My heart was in my throat all day. I have a "shove your foot in your mouth and let me speak" attitude towards everyone. It doesn't mean that I think I'm superior to my friends (who are each individual one-in-a-million). It's ironic that I was accused of being someone fake... or made up, because I came to this fascinating realization just last night. I'm me. There are so many people that are different, and that is what makes every day interesting. The individualism in every person stands out and creates an entirely different aura and feeling.

I couldn't imagine my life without these girls. There is nothing typical about them. Everything is open and honest; and I think the accusation was open and honest. I was suprised that it rolled off her chest like it did. Not only that, but that no one disagreed. Even if what she said was just out of the blue, and not thought about... it still hurt. I know it's going to be there for a long time.

Everything sunk. I felt like I was running out of air when no one would tell me what I did. Or would give me an example of what they were talking about; I was so confused! I couldn't leave, because then I would just be letting the accusation win! Not that it has to lose, but a false one should atleast be understood. No one explained, everyone was "evil eyebrows" mode and I just wanted to get out of the hell.

I ran to the auditorium. I thought there was a rehearsal. I don't think there was... but I ate lunch and left. I almost cried, and I knew I had to leave. I called my mother and she talked to me for 20 minutes. She told me exactly how to handle the situation, although it turned out to be slightly different.

I went downstairs and talked to Christine. Mom told me to, since Christine and I can listen to each other and usually work out anything. I'm glad I did.

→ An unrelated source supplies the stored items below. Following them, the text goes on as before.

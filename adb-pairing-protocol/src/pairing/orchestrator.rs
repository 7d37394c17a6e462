//! Pairing Orchestrator
//!
//! The only entry point a front end needs: it owns discovery, hands out
//! presence streams, and runs at most one [`PairingSession`] at a time.
//! Nothing about an attempt outlives `submit_code`, so a front end that is
//! torn down and recreated simply submits `(endpoint, code)` again.

use super::session::PairingSession;
use super::state::{PairingOutcome, PairingState};
use super::{PairingCode, PairingEndpoint};
use crate::discovery::{PresenceEvent, ServiceDiscovery};
use crate::identity::PairingKeyStore;
use crate::transport::TransportTimeouts;
use crate::PairingError;
use parking_lot::Mutex;
use std::sync::Arc;
use std::time::Duration;
use tokio::sync::{mpsc, watch};
use tracing::{debug, info, warn};

/// Pairing configuration
#[derive(Debug, Clone, PartialEq, Eq)]
pub struct PairingConfig {
    /// Limit for TCP connect plus TLS handshake
    pub connect_timeout: Duration,
    /// Limit for each frame send or receive
    pub io_timeout: Duration,
    /// Stop discovery after a successful pairing
    pub stop_discovery_on_success: bool,
}

impl Default for PairingConfig {
    fn default() -> Self {
        Self {
            connect_timeout: Duration::from_secs(5),
            io_timeout: Duration::from_secs(5),
            stop_discovery_on_success: true,
        }
    }
}

impl PairingConfig {
    fn timeouts(&self) -> TransportTimeouts {
        TransportTimeouts {
            connect: self.connect_timeout,
            io: self.io_timeout,
        }
    }
}

/// Shutdown handle of the running session, if any
type ActiveSlot = Mutex<Option<watch::Sender<bool>>>;

/// Releases the session slot when the attempt ends or its future is dropped
struct ActiveSession<'a> {
    slot: &'a ActiveSlot,
}

impl<'a> ActiveSession<'a> {
    fn try_acquire(slot: &'a ActiveSlot) -> Option<(Self, watch::Receiver<bool>)> {
        let mut active = slot.lock();
        if active.is_some() {
            return None;
        }
        let (tx, rx) = watch::channel(false);
        *active = Some(tx);
        Some((Self { slot }, rx))
    }
}

impl Drop for ActiveSession<'_> {
    fn drop(&mut self) {
        self.slot.lock().take();
    }
}

/// Coordinates discovery, user codes and pairing sessions
pub struct PairingOrchestrator {
    key_store: Arc<PairingKeyStore>,
    discovery: tokio::sync::Mutex<ServiceDiscovery>,
    config: PairingConfig,
    active: ActiveSlot,
    state_tx: Arc<watch::Sender<PairingState>>,
}

impl PairingOrchestrator {
    pub fn new(
        key_store: Arc<PairingKeyStore>,
        discovery: ServiceDiscovery,
        config: PairingConfig,
    ) -> Self {
        let (state_tx, _) = watch::channel(PairingState::Idle);
        Self {
            key_store,
            discovery: tokio::sync::Mutex::new(discovery),
            config,
            active: Mutex::new(None),
            state_tx: Arc::new(state_tx),
        }
    }

    pub fn key_store(&self) -> &Arc<PairingKeyStore> {
        &self.key_store
    }

    /// Start discovery (if needed) and subscribe to presence changes
    ///
    /// Repeated calls share one background listener; each returned channel
    /// first hears of services already present, then sees every change once.
    pub async fn start_discovery(&self) -> mpsc::UnboundedReceiver<PresenceEvent> {
        let mut discovery = self.discovery.lock().await;
        discovery.start().await;
        discovery.subscribe()
    }

    /// Stop discovery; open presence channels end
    pub async fn stop_discovery(&self) {
        self.discovery.lock().await.stop().await;
    }

    /// State of the current (or last) attempt
    pub fn attempt_state(&self) -> watch::Receiver<PairingState> {
        self.state_tx.subscribe()
    }

    /// Whether a session is in flight
    pub fn is_busy(&self) -> bool {
        self.active.lock().is_some()
    }

    /// Pair with `endpoint` using `code`
    ///
    /// Returns [`PairingError::Busy`] at once if another attempt is running.
    /// Every call opens a new connection and runs a fresh key exchange.
    pub async fn submit_code(&self, endpoint: PairingEndpoint, code: &str) -> PairingOutcome {
        let Some((_active, shutdown)) = ActiveSession::try_acquire(&self.active) else {
            warn!("Rejecting pairing with {}: another attempt is running", endpoint);
            return PairingOutcome::Failed(PairingError::Busy);
        };

        let code = match PairingCode::parse(code) {
            Ok(code) => code,
            Err(e) => {
                warn!("Rejecting malformed pairing code for {}", endpoint);
                let outcome = PairingOutcome::Failed(e);
                self.state_tx.send_replace(outcome.state());
                return outcome;
            }
        };

        info!("Starting pairing with {}", endpoint);
        self.state_tx.send_replace(PairingState::Idle);

        let outcome = PairingSession::new(
            endpoint,
            code,
            self.key_store.clone(),
            self.config.timeouts(),
            shutdown,
        )
        .with_observer(self.state_tx.clone())
        .run()
        .await;

        if outcome.is_success() && self.config.stop_discovery_on_success {
            debug!("Pairing succeeded, stopping discovery");
            self.stop_discovery().await;
        }

        outcome
    }

    /// Cancel the in-flight session and stop discovery
    ///
    /// A pending connect or receive fails promptly with a connection error
    /// and the socket is closed.
    pub async fn stop(&self) {
        if let Some(shutdown) = self.active.lock().as_ref() {
            info!("Cancelling in-flight pairing attempt");
            shutdown.send_replace(true);
        }
        self.stop_discovery().await;
    }
}
//! TLS Configuration for the pairing channel
//!
//! The pairing service presents a throwaway self-signed certificate, so chain
//! validation is switched off; the SPAKE2 step authenticates the peer. Handshake
//! signatures are still checked so the exported keying material belongs to the
//! key that actually signed the handshake.
//!
//! Our own certificate is generated from the identity keypair and presented as
//! a client certificate, which is how the service learns which key to trust.

use crate::identity::PairingCredential;
use crate::Result;
use rustls::client::danger::{HandshakeSignatureValid, ServerCertVerified, ServerCertVerifier};
use rustls::crypto::{ring as ring_provider, WebPkiSupportedAlgorithms};
use rustls::pki_types::{CertificateDer, PrivateKeyDer, PrivatePkcs8KeyDer, ServerName, UnixTime};
use rustls::{ClientConfig, DigitallySignedStruct, SignatureScheme};
use std::sync::Arc;
use tracing::debug;

/// Server certificate verifier that trusts any certificate
#[derive(Debug)]
struct AcceptAnyServerCert {
    algorithms: WebPkiSupportedAlgorithms,
}

impl AcceptAnyServerCert {
    fn new() -> Self {
        Self {
            algorithms: ring_provider::default_provider().signature_verification_algorithms,
        }
    }
}

impl ServerCertVerifier for AcceptAnyServerCert {
    fn verify_server_cert(
        &self,
        _end_entity: &CertificateDer<'_>,
        _intermediates: &[CertificateDer<'_>],
        _server_name: &ServerName<'_>,
        _ocsp_response: &[u8],
        _now: UnixTime,
    ) -> std::result::Result<ServerCertVerified, rustls::Error> {
        Ok(ServerCertVerified::assertion())
    }

    fn verify_tls12_signature(
        &self,
        message: &[u8],
        cert: &CertificateDer<'_>,
        dss: &DigitallySignedStruct,
    ) -> std::result::Result<HandshakeSignatureValid, rustls::Error> {
        rustls::crypto::verify_tls12_signature(message, cert, dss, &self.algorithms)
    }

    fn verify_tls13_signature(
        &self,
        message: &[u8],
        cert: &CertificateDer<'_>,
        dss: &DigitallySignedStruct,
    ) -> std::result::Result<HandshakeSignatureValid, rustls::Error> {
        rustls::crypto::verify_tls13_signature(message, cert, dss, &self.algorithms)
    }

    fn supported_verify_schemes(&self) -> Vec<SignatureScheme> {
        self.algorithms.supported_schemes()
    }
}

/// Create the TLS 1.3 client configuration for one pairing attempt
///
/// # Arguments
///
/// * `credential` - Identity whose key signs our client certificate
pub fn create_client_config(credential: &PairingCredential) -> Result<Arc<ClientConfig>> {
    debug!("Creating TLS client config for pairing (TLS 1.3 only)");

    let certificate = CertificateDer::from(credential.certificate_der()?);
    let private_key =
        PrivateKeyDer::Pkcs8(PrivatePkcs8KeyDer::from(credential.private_key_der().to_vec()));

    let config = ClientConfig::builder_with_protocol_versions(&[&rustls::version::TLS13])
        .dangerous()
        .with_custom_certificate_verifier(Arc::new(AcceptAnyServerCert::new()))
        .with_client_auth_cert(vec![certificate], private_key)?;

    Ok(Arc::new(config))
}
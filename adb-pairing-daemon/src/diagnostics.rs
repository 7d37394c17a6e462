//! Command Line and Logging
//!
//! Parses the daemon's command line and sets up `tracing` output.

use anyhow::{Context, Result};
use clap::{Parser, Subcommand};
use tracing::{info, Level};
use tracing_subscriber::{fmt, EnvFilter};

/// ADB pairing daemon command-line interface
#[derive(Parser, Debug)]
#[command(name = "adb-pairing-daemon")]
#[command(about = "Pair this device with its own ADB wireless debugging service", long_about = None)]
#[command(version)]
pub struct Cli {
    /// Set log level (error, warn, info, debug, trace)
    #[arg(short, long, value_name = "LEVEL", default_value = "info")]
    pub log_level: String,

    /// Enable JSON structured logging
    #[arg(long)]
    pub json_logs: bool,

    /// Show timestamps in logs
    #[arg(long, default_value = "true")]
    pub timestamps: bool,

    /// Subcommand; without one the daemon watches for the pairing service
    /// and reads pairing codes from standard input
    #[command(subcommand)]
    pub command: Option<Command>,
}

#[derive(Subcommand, Debug)]
pub enum Command {
    /// Watch for pairing services and print presence changes
    Discover {
        /// Stop after this many seconds (0 = until interrupted)
        #[arg(short, long, default_value = "0")]
        timeout: u64,
    },

    /// Pair with a pairing service
    Pair {
        /// Host of the pairing service
        #[arg(long, default_value = adb_pairing_protocol::pairing::endpoint::LOCAL_HOST)]
        host: String,

        /// Port of the pairing service
        #[arg(short, long)]
        port: u16,

        /// Six digit pairing code
        #[arg(short, long)]
        code: String,
    },

    /// Inspect or replace the pairing identity
    Identity {
        #[command(subcommand)]
        action: IdentityCommand,
    },

    /// Show current configuration
    DumpConfig,
}

#[derive(Subcommand, Debug)]
pub enum IdentityCommand {
    /// Show the identity fingerprint, creating the identity if needed
    Show,

    /// Replace the identity; every earlier pairing stops working
    Reset {
        /// Confirm the reset
        #[arg(long)]
        yes: bool,
    },
}

/// Initialize logging based on CLI configuration
pub fn init_logging(cli: &Cli) -> Result<()> {
    let log_level = cli.log_level.parse::<Level>().with_context(|| {
        format!(
            "Invalid log level '{}'. Valid levels: error, warn, info, debug, trace",
            cli.log_level
        )
    })?;

    let filter = EnvFilter::try_from_default_env()
        .or_else(|_| EnvFilter::try_new(log_level.as_str()))
        .context("Failed to create log filter")?;

    let subscriber = fmt()
        .with_env_filter(filter)
        .with_target(true)
        .with_writer(std::io::stderr);

    match (cli.json_logs, cli.timestamps) {
        (true, true) => subscriber.json().init(),
        (true, false) => subscriber.without_time().json().init(),
        (false, true) => subscriber.init(),
        (false, false) => subscriber.without_time().init(),
    }

    info!(
        "Logging initialized: level={}, json={}, timestamps={}",
        log_level, cli.json_logs, cli.timestamps
    );

    Ok(())
}

#[cfg(test)]
mod tests {
    use super::*;

    #[test]
    fn test_defaults() {
        let cli = Cli::try_parse_from(["adb-pairing-daemon"]).unwrap();
        assert_eq!(cli.log_level, "info");
        assert!(!cli.json_logs);
        assert!(cli.timestamps);
        assert!(cli.command.is_none());
    }

    #[test]
    fn test_pair_defaults_to_local_host() {
        let cli = Cli::try_parse_from([
            "adb-pairing-daemon",
            "pair",
            "--port",
            "37123",
            "--code",
            "123456",
        ])
        .unwrap();

        match cli.command {
            Some(Command::Pair { host, port, code }) => {
                assert_eq!(host, "127.0.0.1");
                assert_eq!(port, 37123);
                assert_eq!(code, "123456");
            }
            other => panic!("unexpected command {:?}", other),
        }
    }

    #[test]
    fn test_identity_reset_flag() {
        let cli =
            Cli::try_parse_from(["adb-pairing-daemon", "identity", "reset", "--yes"]).unwrap();
        assert!(matches!(
            cli.command,
            Some(Command::Identity {
                action: IdentityCommand::Reset { yes: true }
            })
        ));
    }

    #[test]
    fn test_pair_requires_port() {
        assert!(Cli::try_parse_from(["adb-pairing-daemon", "pair", "--code", "123456"]).is_err());
    }
}
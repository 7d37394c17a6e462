//! Pairing Cryptography
//!
//! SPAKE2 key agreement from the six digit code and the AES-128-GCM session
//! cipher derived from its output. Both follow the constants of the platform
//! pairing service so that the exchange interoperates with `adbd`.

pub mod cipher;
pub mod spake;

use crate::PairingError;
use thiserror::Error;

pub use cipher::{SessionCipher, AEAD_TAG_LEN};
pub use spake::{
    PakeInitiator, PakeResponder, SharedSecret, CHANNEL_BINDING_LEN, PAKE_MESSAGE_LEN,
    SHARED_SECRET_LEN,
};

/// Failures inside the PAKE and session cipher
#[derive(Error, Debug, Clone, PartialEq, Eq)]
pub enum PakeError {
    /// Wrong code or tampered channel
    #[error("pairing code mismatch")]
    Mismatch,

    /// Message does not have the expected shape
    #[error("malformed key exchange message: {0}")]
    Malformed(String),

    /// HKDF could not produce the session key
    #[error("session key derivation failed")]
    KeyDerivation,

    /// Message counter would wrap and reuse a nonce
    #[error("message counter exhausted")]
    CounterExhausted,
}

impl From<PakeError> for PairingError {
    fn from(error: PakeError) -> Self {
        match error {
            PakeError::Mismatch => PairingError::InvalidCode,
            PakeError::Malformed(msg) => PairingError::Protocol(msg),
            other => PairingError::Protocol(other.to_string()),
        }
    }
}
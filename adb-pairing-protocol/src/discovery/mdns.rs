//! Multicast DNS presence source

use super::{DiscoveryError, PresenceEvent, PresenceSource};
use crate::pairing::PairingEndpoint;
use async_trait::async_trait;
use mdns_sd::{ServiceDaemon, ServiceEvent};
use parking_lot::Mutex;
use std::collections::HashMap;
use tokio::sync::mpsc;
use tracing::{debug, warn};

/// Browses mDNS with an `mdns-sd` daemon
///
/// A new daemon is created per browse so that a stopped source can be
/// started again.
#[derive(Default)]
pub struct MdnsPresenceSource {
    daemon: Mutex<Option<ServiceDaemon>>,
}

impl MdnsPresenceSource {
    pub fn new() -> Self {
        Self::default()
    }
}

fn endpoints_of(info: &mdns_sd::ServiceInfo) -> Vec<PairingEndpoint> {
    let port = info.get_port();
    let mut endpoints: Vec<PairingEndpoint> = info
        .get_addresses()
        .iter()
        .map(|ip| PairingEndpoint::new(ip.to_string(), port))
        .collect();
    endpoints.sort_by(|a, b| a.host.cmp(&b.host));
    endpoints
}

#[async_trait]
impl PresenceSource for MdnsPresenceSource {
    async fn browse(
        &self,
        service_type: &str,
    ) -> Result<mpsc::UnboundedReceiver<PresenceEvent>, DiscoveryError> {
        let daemon = ServiceDaemon::new()?;
        let receiver = daemon.browse(service_type)?;
        let (tx, rx) = mpsc::unbounded_channel();

        debug!("Browsing mDNS for {}", service_type);

        tokio::spawn(async move {
            // fullname -> endpoints announced for it
            let mut resolved: HashMap<String, Vec<PairingEndpoint>> = HashMap::new();

            while let Ok(event) = receiver.recv_async().await {
                match event {
                    ServiceEvent::ServiceResolved(info) => {
                        let endpoints = endpoints_of(&info);
                        debug!(
                            "Resolved {} with {} address(es)",
                            info.get_fullname(),
                            endpoints.len()
                        );
                        for endpoint in &endpoints {
                            if tx.send(PresenceEvent::appeared(endpoint.clone())).is_err() {
                                return;
                            }
                        }
                        if let Some(previous) =
                            resolved.insert(info.get_fullname().to_string(), endpoints.clone())
                        {
                            // Addresses or port changed under the same name
                            for stale in previous.into_iter().filter(|e| !endpoints.contains(e)) {
                                let _ = tx.send(PresenceEvent::vanished(stale));
                            }
                        }
                    }
                    ServiceEvent::ServiceRemoved(_, fullname) => {
                        debug!("Service {} removed", fullname);
                        for endpoint in resolved.remove(&fullname).unwrap_or_default() {
                            if tx.send(PresenceEvent::vanished(endpoint)).is_err() {
                                return;
                            }
                        }
                    }
                    ServiceEvent::SearchStopped(ty) => {
                        debug!("mDNS search for {} stopped", ty);
                        break;
                    }
                    _ => {}
                }
            }
        });

        if let Some(previous) = self.daemon.lock().replace(daemon) {
            let _ = previous.shutdown();
        }

        Ok(rx)
    }

    async fn stop_browse(&self, service_type: &str) {
        let Some(daemon) = self.daemon.lock().take() else {
            return;
        };

        if let Err(e) = daemon.stop_browse(service_type) {
            warn!("Failed to stop mDNS browse: {}", e);
        }
        if let Err(e) = daemon.shutdown() {
            warn!("Failed to shut down mDNS daemon: {}", e);
        }
    }
}
use std::time::Duration;

use anyhow::{Context, Result};
use async_trait::async_trait;
use metrics::{counter, histogram};

use crate::ingest::types::FeedSource;

/// Felt-earthquake list published by the Indonesian agency.
pub const DEFAULT_FEED_URL: &str = "https://data.bmkg.go.id/DataMKG/TEWS/gempadirasakan.json";

pub struct BmkgFeed {
    mode: Mode,
}

enum Mode {
    // Owned copy so tests can hand in any &str.
    Fixture(String),
    Http { url: String, client: reqwest::Client },
}

impl BmkgFeed {
    pub fn from_fixture(s: &str) -> Self {
        Self {
            mode: Mode::Fixture(s.to_string()),
        }
    }

    pub fn from_url(url: impl Into<String>, timeout: Duration) -> Result<Self> {
        let client = reqwest::Client::builder()
            .timeout(timeout)
            .build()
            .context("building feed http client")?;
        Ok(Self {
            mode: Mode::Http {
                url: url.into(),
                client,
            },
        })
    }
}

#[async_trait]
impl FeedSource for BmkgFeed {
    async fn fetch_raw(&self) -> Result<String> {
        match &self.mode {
            Mode::Fixture(s) => Ok(s.clone()),
            Mode::Http { url, client } => {
                let t0 = std::time::Instant::now();
                let resp = match client.get(url.as_str()).send().await {
                    Ok(resp) => resp,
                    Err(e) => {
                        tracing::warn!(error = ?e, provider = "BMKG", "feed http error");
                        counter!("feed_fetch_errors_total").increment(1);
                        return Err(e).context("feed http get()");
                    }
                };
                let status = resp.status();
                if !status.is_success() {
                    counter!("feed_fetch_errors_total").increment(1);
                    anyhow::bail!("feed {url} returned status {status}");
                }
                let body = resp.text().await.context("feed http .text()")?;
                histogram!("feed_fetch_ms").record(t0.elapsed().as_secs_f64() * 1_000.0);
                Ok(body)
            }
        }
    }

    fn name(&self) -> &'static str {
        "BMKG"
    }
}
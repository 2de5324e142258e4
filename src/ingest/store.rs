// src/ingest/store.rs
use std::path::{Path, PathBuf};

use anyhow::{Context, Result};

use crate::event::Record;
use crate::ingest::types::SnapshotStore;

/// Snapshot kept as a pretty-printed JSON array on disk.
#[derive(Debug, Clone)]
pub struct JsonFileStore {
    path: PathBuf,
}

impl JsonFileStore {
    pub fn new(path: impl Into<PathBuf>) -> Self {
        Self { path: path.into() }
    }

    pub fn path(&self) -> &Path {
        &self.path
    }

    fn tmp_path(&self) -> PathBuf {
        let mut name = self
            .path
            .file_name()
            .map(|n| n.to_os_string())
            .unwrap_or_default();
        name.push(".tmp");
        self.path.with_file_name(name)
    }
}

#[async_trait::async_trait]
impl SnapshotStore for JsonFileStore {
    async fn load(&self) -> Result<Vec<Record>> {
        let text = match tokio::fs::read_to_string(&self.path).await {
            Ok(t) => t,
            Err(e) if e.kind() == std::io::ErrorKind::NotFound => {
                tracing::info!(target: "ingest", path = %self.path.display(), "no snapshot yet, starting empty");
                return Ok(Vec::new());
            }
            Err(e) => {
                return Err(e).with_context(|| format!("reading snapshot {}", self.path.display()))
            }
        };
        if text.trim().is_empty() {
            return Ok(Vec::new());
        }
        serde_json::from_str(&text)
            .with_context(|| format!("parsing snapshot {}", self.path.display()))
    }

    async fn store(&self, records: &[Record]) -> Result<()> {
        if let Some(dir) = self.path.parent().filter(|d| !d.as_os_str().is_empty()) {
            tokio::fs::create_dir_all(dir)
                .await
                .with_context(|| format!("creating {}", dir.display()))?;
        }
        let mut body = serde_json::to_string_pretty(records).context("encoding snapshot")?;
        body.push('\n');

        // atomic replace
        let tmp = self.tmp_path();
        tokio::fs::write(&tmp, body)
            .await
            .with_context(|| format!("writing {}", tmp.display()))?;
        if let Err(e) = tokio::fs::rename(&tmp, &self.path).await {
            if let Err(cleanup) = tokio::fs::remove_file(&tmp).await {
                tracing::warn!(target: "ingest", path = %tmp.display(), error = ?cleanup, "temp snapshot left behind");
            }
            return Err(e).with_context(|| format!("replacing {}", self.path.display()));
        }
        Ok(())
    }
}

// --- Test helper ---
pub struct MemoryStore {
    pub records: std::sync::Mutex<Vec<Record>>,
    pub writes: std::sync::Mutex<usize>,
}

impl MemoryStore {
    pub fn new(records: Vec<Record>) -> Self {
        Self {
            records: std::sync::Mutex::new(records),
            writes: std::sync::Mutex::new(0),
        }
    }

    pub fn snapshot(&self) -> Vec<Record> {
        self.records.lock().map(|r| r.clone()).unwrap_or_default()
    }

    pub fn write_count(&self) -> usize {
        self.writes.lock().map(|w| *w).unwrap_or_default()
    }
}

#[async_trait::async_trait]
impl SnapshotStore for MemoryStore {
    async fn load(&self) -> Result<Vec<Record>> {
        Ok(self.snapshot())
    }

    async fn store(&self, records: &[Record]) -> Result<()> {
        let mut guard = self
            .records
            .lock()
            .map_err(|_| anyhow::anyhow!("memory store poisoned"))?;
        *guard = records.to_vec();
        if let Ok(mut w) = self.writes.lock() {
            *w += 1;
        }
        Ok(())
    }
}
// tests/merge_snapshot.rs
use chrono::{TimeZone, Utc};
use quake_feed_sync::{merge_events, merge_records, normalize_feed_str, MergeKey, Record};
use serde_json::{json, Value};

const FEED: &str = include_str!("fixtures/gempadirasakan.json");

fn rec(v: Value) -> Record {
    match v {
        Value::Object(m) => m,
        other => panic!("not an object: {other}"),
    }
}

fn recs(v: Value) -> Vec<Record> {
    match v {
        Value::Array(items) => items.into_iter().map(rec).collect(),
        other => panic!("not an array: {other}"),
    }
}

#[test]
fn same_id_replaces_location() {
    let stale = recs(json!([{"id": "X", "location": "Old"}]));
    let fresh = recs(json!([{"id": "X", "location": "New"}]));
    let out = merge_records(stale, fresh, MergeKey::Id).unwrap();
    assert_eq!(out.records, recs(json!([{"id": "X", "location": "New"}])));
}

#[test]
fn empty_fresh_returns_stale_unchanged() {
    let stale = recs(json!([{"id": "A", "v": 1}, {"id": "B", "v": 2}]));
    let out = merge_records(stale.clone(), vec![], MergeKey::Id).unwrap();
    assert_eq!(out.records, stale);
    assert_eq!((out.inserted, out.matched), (0, 0));
}

#[test]
fn empty_stale_returns_fresh() {
    let fresh = recs(json!([{"id": "A"}, {"id": "B"}, {"id": "C"}]));
    let out = merge_records(vec![], fresh.clone(), MergeKey::Id).unwrap();
    assert_eq!(out.records, fresh);
    assert_eq!(out.inserted, 3);
}

#[test]
fn one_new_one_matching_adds_one() {
    let stale = recs(json!([{"id": "A"}, {"id": "B"}]));
    let fresh = recs(json!([{"id": "B", "x": 1}, {"id": "C"}]));
    let out = merge_records(stale, fresh, MergeKey::Id).unwrap();
    assert_eq!(out.records.len(), 3);
    let ids: Vec<&str> = out.records.iter().map(|r| r["id"].as_str().unwrap()).collect();
    assert_eq!(ids, ["A", "B", "C"]);
}

#[test]
fn absence_from_fresh_never_deletes() {
    let stale = recs(json!([{"id": "A"}, {"id": "B"}, {"id": "C"}]));
    let fresh = recs(json!([{"id": "B"}]));
    let out = merge_records(stale, fresh, MergeKey::Id).unwrap();
    assert_eq!(out.records.len(), 3);
}

#[test]
fn second_merge_is_byte_identical() {
    let now = Utc.with_ymd_and_hms(2023, 1, 1, 0, 0, 0).unwrap();
    let fresh = normalize_feed_str(FEED, now).unwrap();
    let stale = recs(json!([
        {"id": "20221219055014", "fingerprint": "legacy", "feltStationsText": "II Ternate", "source": "backfill"},
        {"id": "20210101000000", "locationText": "older quake"}
    ]));

    let once = merge_events(stale, &fresh, MergeKey::Id).unwrap();
    let twice = merge_events(once.records.clone(), &fresh, MergeKey::Id).unwrap();
    assert_eq!(
        serde_json::to_string_pretty(&once.records).unwrap(),
        serde_json::to_string_pretty(&twice.records).unwrap()
    );
    assert_eq!(twice.inserted, 0);
    assert_eq!(twice.changed, 0);

    assert_eq!(once.records.len(), 4);
    assert_eq!(once.records[0]["source"], "backfill");
    assert_eq!(once.records[0]["feltStationsText"], "III Ternate, II Tidore");
    assert_eq!(once.records[0]["fingerprint"], fresh[0].fingerprint.as_str());
}

#[test]
fn persisted_anomaly_flag_is_kept() {
    let stale = recs(json!([{"id": "A", "anomaly": "FUTURE_EVENT"}]));
    let fresh = recs(json!([{"id": "A", "magnitude": 4.0}]));
    let out = merge_records(stale, fresh, MergeKey::Id).unwrap();
    assert_eq!(out.records[0]["anomaly"], "FUTURE_EVENT");
}

#[test]
fn legacy_fingerprint_key_still_works() {
    let now = Utc.with_ymd_and_hms(2023, 1, 1, 0, 0, 0).unwrap();
    let fresh = normalize_feed_str(FEED, now).unwrap();
    let stale = recs(json!([{"fingerprint": fresh[2].fingerprint.clone(), "note": "pre-id era"}]));
    let out = merge_events(stale, &fresh, MergeKey::Fingerprint).unwrap();
    assert_eq!(out.records.len(), 3);
    assert_eq!(out.records[0]["note"], "pre-id era");
    assert_eq!(out.records[0]["id"], "20220109090305");
}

I was settled a little bit since I knew I could work it out. We're all capable of getting things off our chest. But when I went to talk to Hillary about it, and I hugged her to say everything was okay; it wasnt. I realized that this was a big (but stupid and quite elementary) problem. My heart fell down to my feet and I tried to forget about it; maybe things would be okay.

The reason I say I'm glad I talked to Christine about it, is that if it weren't for her, I know I'd still be unsettled about it. I won't get into details here. But thank you.

And I'm sorry about who I am. But, don't think I'm apologizing for too much; I'm sorry that I can be offensive without realizing it. I am sorry that I can't push myself to get into these little love triangles and make a bigger mess. I'm sorry I mind my own business, unless someone asks me for an opinion. I'm sorry I keep my mouth shut. I'm sorry, most of all, for keeping my life seperate from yours. Because I am human. It's the gene pool; I'm sorry.

I'm not being catty. I'm being real.